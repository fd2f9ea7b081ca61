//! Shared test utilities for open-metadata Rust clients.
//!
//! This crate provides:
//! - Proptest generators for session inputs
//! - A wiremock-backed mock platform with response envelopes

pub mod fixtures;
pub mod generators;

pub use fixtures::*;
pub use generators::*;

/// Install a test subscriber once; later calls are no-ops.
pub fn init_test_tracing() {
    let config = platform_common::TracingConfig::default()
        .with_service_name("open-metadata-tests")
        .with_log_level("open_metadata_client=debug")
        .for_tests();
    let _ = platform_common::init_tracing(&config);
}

::::

The full set of entries must be transcribed exactly.

# [Completed exercise]
repository fd2f9ea7b081ca61
//! Shared test utilities for open-metadata Rust clients.
//!
//! This crate provides:
//! - Proptest generators for session inputs
//! - A wiremock-backed mock platform with response envelopes

pub mod fixtures;
pub mod generators;

pub use fixtures::*;
pub use generators::*;

/// Install a test subscriber once; later calls are no-ops.
pub fn init_test_tracing() {
    let config = platform_common::TracingConfig::default()
        .with_service_name("open-metadata-tests")
        .with_log_level("open_metadata_client=debug")
        .for_tests();
    let _ = platform_common::init_tracing(&config);
}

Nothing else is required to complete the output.